You may be familiar with typhoid fever as the disease that terrorized America in the 19th and 20th centuries. The story of Typhoid Mary, an asymptomatic cook who unknowingly spread the disease to 50 people in New York City, became infamous, but we often dismiss this cautionary tale as outdated. Meanwhile, typhoid fever continues to be a major health concern in many regions of the world.
But what is typhoid fever? To put it simply, it is a bacterial infection caused by Salmonella typhi. Ingesting food and water contaminated by the bacterium develop high fever and diarrhea that evolve into delirium and death, if left untreated. Antibiotics are effective at eliminating the bacterium, and hygienic practices and water clarification help prevent the spread of the disease.
But with the rising problems of access to clean water in many areas of the world and antibiotic resistance make it a bigger threat than you’d think. In fact, almost 6,000 cases of typhoid fever are recorded every year in the US. 75% of American typhoid patients got the vaccine overseas. So, if you’re planning on traveling abroad to a high-risk area, a typhoid vaccination is highly recommended.
What do you know about leprosy? Most people are vaguely familiar with the practice of isolating those afflicted by leprosy on islands or other remote areas. And make no mistake, leprosy colonies are not only a Medieval practice. The infamous Kalaupapa leprosy colony in Hawaii is home to a group of people who were exiled there in the 1960s even today. As for the disease itself, it’s also alive and kicking, despite global attempts at eradicating the disease.
In the US, 100-200 new cases of leprosy are diagnosed every year and thousands of people suffering from the disease live in the US. But you wouldn’t know that because it was renamed as Hansen’s disease due to the negative social connotation.
Leprosy is a mycobacterial infection caused by M. leprae and M. lepromatosis that damages the nervous system, the skin, the respiratory system. It often attacks the eyes and the nose, and it can be badly disfiguring. Untreated, Hansen’s disease results in irreversible nerve damage, limb paralysis, and blindness. Luckily, the ailment responds well to treatment and renders those affected by it not contagious.
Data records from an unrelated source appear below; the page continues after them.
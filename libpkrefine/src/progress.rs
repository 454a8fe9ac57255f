use std::collections::HashMap;
use std::sync::Arc;

use crate::daemon::{DaemonProgress, DaemonStatus, ProgressSink};

/// Caller-facing activity reported while a refine is running.
#[derive(Debug, Clone, Copy, PartialEq, Eq, Hash)]
pub enum PluginStatus {
    Unknown,
    Waiting,
    Setup,
    Downloading,
    Installing,
    Removing,
    Querying,
}

impl From<DaemonStatus> for PluginStatus {
    fn from(status: DaemonStatus) -> Self {
        use DaemonStatus::*;
        match status {
            Wait | WaitingForLock | WaitingForAuth => PluginStatus::Waiting,
            LoadingCache | TestCommit | Running | SigCheck | RefreshCache => PluginStatus::Setup,
            Download | DownloadRepository | DownloadPackagelist | DownloadFilelist
            | DownloadChangelog | DownloadGroup | DownloadUpdateinfo => PluginStatus::Downloading,
            Install | Update => PluginStatus::Installing,
            Cleanup | Remove => PluginStatus::Removing,
            Request | Query | Info | DepResolve => PluginStatus::Querying,
            Setup | Cancel | Finished | Unknown => PluginStatus::Unknown,
            other => {
                log::debug!("no status mapping for {other:?}");
                PluginStatus::Unknown
            }
        }
    }
}

/// One progress notification delivered to the refine caller.
#[derive(Debug, Clone, PartialEq, Eq)]
pub struct ProgressUpdate {
    /// Record the daemon was working on, when it said so.
    pub record_id: Option<String>,
    pub status: Option<PluginStatus>,
    pub percentage: Option<u32>,
}

pub type ProgressCallback = Arc<dyn Fn(ProgressUpdate) + Send + Sync>;

/// Builds the daemon-side sink for one batch.
///
/// `ids` maps package ids of the batch back to record ids. Unknown statuses
/// are suppressed; percentages outside 0..=100 are dropped.
pub(crate) fn batch_sink(
    callback: Option<ProgressCallback>,
    ids: HashMap<String, String>,
) -> ProgressSink {
    Arc::new(move |progress: DaemonProgress| {
        let Some(callback) = callback.as_ref() else {
            return;
        };
        let status = match PluginStatus::from(progress.status) {
            PluginStatus::Unknown => None,
            status => Some(status),
        };
        let percentage = u32::try_from(progress.percentage)
            .ok()
            .filter(|p| *p <= 100);
        if status.is_none() && percentage.is_none() {
            return;
        }
        let record_id = progress
            .package_id
            .as_ref()
            .and_then(|id| ids.get(id))
            .cloned();
        callback(ProgressUpdate {
            record_id,
            status,
            percentage,
        });
    })
}

#[cfg(test)]
mod tests {
    use super::*;
    use std::sync::Mutex;

    #[test]
    fn test_status_mapping() {
        assert_eq!(
            PluginStatus::from(DaemonStatus::WaitingForLock),
            PluginStatus::Waiting
        );
        assert_eq!(
            PluginStatus::from(DaemonStatus::DownloadUpdateinfo),
            PluginStatus::Downloading
        );
        assert_eq!(
            PluginStatus::from(DaemonStatus::Update),
            PluginStatus::Installing
        );
        assert_eq!(
            PluginStatus::from(DaemonStatus::DepResolve),
            PluginStatus::Querying
        );
        assert_eq!(PluginStatus::from(DaemonStatus::Setup), PluginStatus::Unknown);
        assert_eq!(
            PluginStatus::from(DaemonStatus::Repackaging),
            PluginStatus::Unknown
        );
    }

    #[test]
    fn test_sink_maps_package_to_record_and_filters_percent() {
        let seen = Arc::new(Mutex::new(Vec::new()));
        let seen_cb = seen.clone();
        let callback: ProgressCallback = Arc::new(move |u| seen_cb.lock().unwrap().push(u));
        let ids = HashMap::from([("foo;1;x86_64;fedora".to_string(), "app-foo".to_string())]);
        let sink = batch_sink(Some(callback), ids);

        sink(DaemonProgress {
            percentage: 42,
            status: DaemonStatus::Query,
            package_id: Some("foo;1;x86_64;fedora".to_string()),
        });
        sink(DaemonProgress {
            percentage: 101,
            status: DaemonStatus::Finished,
            package_id: None,
        });
        sink(DaemonProgress {
            percentage: -1,
            status: DaemonStatus::Download,
            package_id: Some("bar;1;x86_64;fedora".to_string()),
        });

        let seen = seen.lock().unwrap();
        assert_eq!(seen.len(), 2);
        assert_eq!(seen[0].record_id.as_deref(), Some("app-foo"));
        assert_eq!(seen[0].percentage, Some(42));
        assert_eq!(seen[0].status, Some(PluginStatus::Querying));
        assert_eq!(seen[1].record_id, None);
        assert_eq!(seen[1].percentage, None);
        assert_eq!(seen[1].status, Some(PluginStatus::Downloading));
    }
}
Helpful fact: you could get leprosy from armadillos, which carry the disease.
Some of the most famous historical figures had this disease: Henry VIII, Oscar Wilde, Vincent van Gogh, Christopher Columbus, Abraham Lincoln, and Leo Tolstoy are just a few names on that list. Even though antibiotic treatment dramatically reduced its spread all around the world, the creepy STD is actually on the rise.
Data from the World Health Organization suggests that 6.3 million new cases of syphilis are recorded annually. The symptoms of this infection caused by the Treponema pallidum bacterium vary from person to person, which makes it difficult to diagnose. In some people, symptoms only appear 90 days after exposure and could be hardly noticeable: a painless rash in the mouth or the nether regions, fever, and fatigue.
These symptoms can worsen fast and result in paralysis and organ damage. Alternatively, they stay dormant for decades, but in that time, the person will be able to transmit the disease to others. Early diagnosis, treatment, and STD awareness are the best methods of fighting this disease.